Recursive CTEs — Fundamentals

Recursive CTEs — Fundamentals

Recursive CTEs are one of SQL's most powerful features. They let you work with hierarchical, tree-like, or sequence data without needing procedural loops. Understanding them unlocks an entirely new class of problems you can solve in pure SQL.

How Recursion Works in SQL

A recursive CTE has two parts separated by UNION ALL:

WITH RECURSIVE cte_name AS (
    -- 1. Anchor member (base case — runs once)
    SELECT ...
    FROM some_table
    WHERE <starting_condition>

    UNION ALL

    -- 2. Recursive member (runs repeatedly until no rows returned)
    SELECT ...
    FROM some_table
    JOIN cte_name ON <join_to_previous_result>
)
SELECT * FROM cte_name;

Execution model:

  1. The anchor runs once and produces an initial result set (call it iteration 0)
  2. The recursive member runs using iteration 0 as input, producing iteration 1
  3. If iteration 1 has rows, run again using iteration 1 → iteration 2
  4. Continue until the recursive member produces 0 rows
  5. Final result = UNION ALL of all iterations

The RECURSIVE keyword is required even if only the CTE references itself.

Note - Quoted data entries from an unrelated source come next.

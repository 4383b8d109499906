//! # Operator Input
//!
//! Operator input arrives as [`RawInput`], a snapshot of every axis and button of the input
//! device, from a [`CommandSource`]. The [`InputMapper`] then turns each snapshot into a
//! [`ControlCommand`] within the command schema.
//!
//! Axes are in `[-1, 1]`. Each mapped axis is clamped, has its deadzone applied, is optionally
//! inverted and is then scaled linearly onto its field's range, so with the default mapping:
//!
//! | field     | input    | rest   | full       |
//! |-----------|----------|--------|------------|
//! | steering  | axis 0   | 90     | 0 / 180    |
//! | throttle  | axis 2   | 0      | 100        |
//! | brake     | axis 3   | 0      | 100        |
//! | clutch    | axis 1   | 0      | 100        |
//! | handbrake | button 5 | 0      | 1          |
//!
//! Pedal axes rest at `+1` and are therefore inverted. A field whose axis or button is missing
//! from the snapshot takes its neutral value.

// ------------------------------------------------------------------------------------------------
// MODULES
// ------------------------------------------------------------------------------------------------

pub mod js;
pub mod script;

// ------------------------------------------------------------------------------------------------
// IMPORTS
// ------------------------------------------------------------------------------------------------

use comms_if::ctrl::{CommandSchema, ControlCommand, Field};
use serde::{Deserialize, Serialize};
use std::collections::HashSet;
use util::maths::{clamp, deadzone, lin_map};

// ------------------------------------------------------------------------------------------------
// TRAITS
// ------------------------------------------------------------------------------------------------

/// Something which produces operator input.
pub trait CommandSource: Send {
    /// Get the current input. Must not block for longer than a control cycle.
    fn poll(&mut self) -> Result<Sample, SourceError>;

    /// Human readable description used in logs.
    fn describe(&self) -> String;
}

// ------------------------------------------------------------------------------------------------
// STRUCTS
// ------------------------------------------------------------------------------------------------

/// State of every axis and button of an input device.
#[derive(Debug, Clone, Default, PartialEq, Serialize, Deserialize)]
#[serde(default)]
pub struct RawInput {
    /// Axis positions in `[-1, 1]`
    pub axes: Vec<f64>,

    /// Button states, `true` if pressed
    pub buttons: Vec<bool>,
}

/// Maps an axis onto a command field.
#[derive(Debug, Clone, PartialEq, Serialize, Deserialize)]
pub struct AxisMapping {
    pub field: Field,

    /// Index of the axis on the device
    pub axis: usize,

    /// If true the axis is inverted before scaling
    #[serde(default)]
    pub invert: bool,

    /// Magnitude around zero below which the axis reads as zero
    #[serde(default)]
    pub deadzone: f64,
}

/// Maps a button onto a command field. Pressed is the maximum of the field's range, released the
/// minimum.
#[derive(Debug, Clone, PartialEq, Serialize, Deserialize)]
pub struct ButtonMapping {
    pub field: Field,

    /// Index of the button on the device
    pub button: usize,
}

/// The full set of mappings, as loaded from parameters.
#[derive(Debug, Clone, PartialEq, Serialize, Deserialize)]
#[serde(default)]
pub struct InputMapping {
    pub axes: Vec<AxisMapping>,
    pub buttons: Vec<ButtonMapping>,
}

/// Converts raw input into control commands.
#[derive(Debug, Clone)]
pub struct InputMapper {
    mapping: InputMapping,
    schema: CommandSchema,
}

/// A source which always reports an idle device, so the neutral command is sent.
#[derive(Debug, Default)]
pub struct NeutralSource;

// ------------------------------------------------------------------------------------------------
// ENUMS
// ------------------------------------------------------------------------------------------------

/// One reading from a [`CommandSource`].
#[derive(Debug, Clone, PartialEq)]
pub enum Sample {
    /// The current input
    Input(RawInput),

    /// The source has nothing more to give, the sender should stop
    EndOfInput,
}

#[derive(Debug, thiserror::Error)]
pub enum SourceError {
    #[error("Could not open input device {0}: {1}")]
    OpenError(String, std::io::Error),

    #[error("Input device {0} disconnected")]
    Disconnected(String),

    #[error("Could not start the input reader thread: {0}")]
    ThreadError(std::io::Error),
}

#[derive(Debug, thiserror::Error)]
pub enum MappingError {
    #[error("The {0} field is mapped more than once")]
    DuplicateField(Field),
}

// ------------------------------------------------------------------------------------------------
// IMPLS
// ------------------------------------------------------------------------------------------------

impl Default for InputMapping {
    fn default() -> Self {
        let pedal = |field, axis| AxisMapping {
            field,
            axis,
            invert: true,
            deadzone: 0.0,
        };

        Self {
            axes: vec![
                AxisMapping {
                    field: Field::Steering,
                    axis: 0,
                    invert: false,
                    deadzone: 0.05,
                },
                pedal(Field::Throttle, 2),
                pedal(Field::Brake, 3),
                pedal(Field::Clutch, 1),
            ],
            buttons: vec![ButtonMapping {
                field: Field::Handbrake,
                button: 5,
            }],
        }
    }
}

impl InputMapper {
    pub fn new(mapping: InputMapping, schema: CommandSchema) -> Result<Self, MappingError> {
        let mut seen = HashSet::new();

        let fields = mapping
            .axes
            .iter()
            .map(|a| a.field)
            .chain(mapping.buttons.iter().map(|b| b.field));

        for field in fields {
            if !seen.insert(field) {
                return Err(MappingError::DuplicateField(field));
            }
        }

        Ok(Self { mapping, schema })
    }

    pub fn schema(&self) -> &CommandSchema {
        &self.schema
    }

    /// Map raw input onto a command, without a timestamp.
    pub fn map(&self, raw: &RawInput) -> ControlCommand {
        let mut cmd = self.schema.neutral();

        for a in self.mapping.axes.iter() {
            if let Some(value) = raw.axes.get(a.axis) {
                cmd.set(a.field, self.map_axis(a, *value));
            }
        }

        for b in self.mapping.buttons.iter() {
            if let Some(pressed) = raw.buttons.get(b.button) {
                let range = self.schema.range(b.field);
                cmd.set(b.field, if *pressed { range.max } else { range.min });
            }
        }

        cmd
    }

    fn map_axis(&self, mapping: &AxisMapping, value: f64) -> i32 {
        let range = self.schema.range(mapping.field);

        if !value.is_finite() {
            return self.schema.neutral().get(mapping.field);
        }

        let mut v = deadzone(clamp(&value, &-1.0, &1.0), mapping.deadzone);
        if mapping.invert {
            v = -v;
        }

        let scaled = lin_map((-1.0, 1.0), (range.min as f64, range.max as f64), v).round();

        range.clamp(scaled as i32)
    }
}

impl NeutralSource {
    pub fn new() -> Self {
        Self
    }
}

impl CommandSource for NeutralSource {
    fn poll(&mut self) -> Result<Sample, SourceError> {
        Ok(Sample::Input(RawInput::default()))
    }

    fn describe(&self) -> String {
        "neutral".into()
    }
}

impl<T: CommandSource + ?Sized> CommandSource for Box<T> {
    fn poll(&mut self) -> Result<Sample, SourceError> {
        (**self).poll()
    }

    fn describe(&self) -> String {
        (**self).describe()
    }
}

// ------------------------------------------------------------------------------------------------
// TESTS
// ------------------------------------------------------------------------------------------------

#[cfg(test)]
mod test {
    use super::*;

    fn mapper() -> InputMapper {
        InputMapper::new(InputMapping::default(), CommandSchema::default()).unwrap()
    }

    fn input(axes: &[f64], buttons: &[bool]) -> RawInput {
        RawInput {
            axes: axes.to_vec(),
            buttons: buttons.to_vec(),
        }
    }

    #[test]
    fn test_steering() {
        let m = mapper();
        assert_eq!(m.map(&input(&[-1.0], &[])).steering, 0);
        assert_eq!(m.map(&input(&[0.0], &[])).steering, 90);
        assert_eq!(m.map(&input(&[1.0], &[])).steering, 180);

        // Inside the deadzone reads as centred
        assert_eq!(m.map(&input(&[0.04], &[])).steering, 90);
        assert_eq!(m.map(&input(&[-0.04], &[])).steering, 90);

        // Out of range and invalid axes are clamped or neutral
        assert_eq!(m.map(&input(&[3.0], &[])).steering, 180);
        assert_eq!(m.map(&input(&[f64::NAN], &[])).steering, 90);
    }

    #[test]
    fn test_pedals_and_buttons() {
        let m = mapper();

        let at_rest = m.map(&input(&[0.0, 1.0, 1.0, 1.0], &[false; 6]));
        assert_eq!(at_rest.throttle, 0);
        assert_eq!(at_rest.brake, 0);
        assert_eq!(at_rest.clutch, 0);
        assert_eq!(at_rest.handbrake, 0);

        let pressed = m.map(&input(&[0.0, -1.0, -1.0, 0.0], &[false, false, false, false, false, true]));
        assert_eq!(pressed.throttle, 100);
        assert_eq!(pressed.clutch, 100);
        assert_eq!(pressed.brake, 50);
        assert_eq!(pressed.handbrake, 1);
    }

    #[test]
    fn test_missing_inputs_are_neutral() {
        let m = mapper();
        let neutral = CommandSchema::default().neutral();

        assert_eq!(m.map(&RawInput::default()), neutral);
        assert_eq!(m.map(&input(&[0.5], &[])).throttle, neutral.throttle);
    }

    #[test]
    fn test_duplicate_field() {
        let mut mapping = InputMapping::default();
        mapping.buttons.push(ButtonMapping {
            field: Field::Steering,
            button: 0,
        });

        assert!(matches!(
            InputMapper::new(mapping, CommandSchema::default()),
            Err(MappingError::DuplicateField(Field::Steering))
        ));
    }

    #[test]
    fn test_neutral_source() {
        let mut source = NeutralSource::new();
        assert_eq!(source.poll().unwrap(), Sample::Input(RawInput::default()));
    }
}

Example 1: Generate a Number Series

The simplest recursive CTE — generate numbers 1 through 10:

WITH RECURSIVE nums AS (
    SELECT 1 AS n          -- anchor: start at 1

    UNION ALL

    SELECT n + 1           -- recursive: add 1 each time
    FROM nums
    WHERE n < 10           -- termination: stop at 10
)
SELECT n FROM nums;

This pattern is incredibly useful. PostgreSQL has generate_series(), but understanding this pattern is the foundation for all recursive CTEs.


Example 2: Generate a Date Series

Generate every day in Q1 2024:

WITH RECURSIVE date_series AS (
    SELECT DATE '2024-01-01' AS dt

    UNION ALL

    SELECT (dt + INTERVAL '1 day')::DATE
    FROM date_series
    WHERE dt < DATE '2024-03-31'
)
SELECT dt FROM date_series;

Why this matters: When you join this series to real data, you ensure every date appears in your output — even dates with no ec_orders, no ec_events, or no prices. Gaps become explicit zeros instead of missing rows.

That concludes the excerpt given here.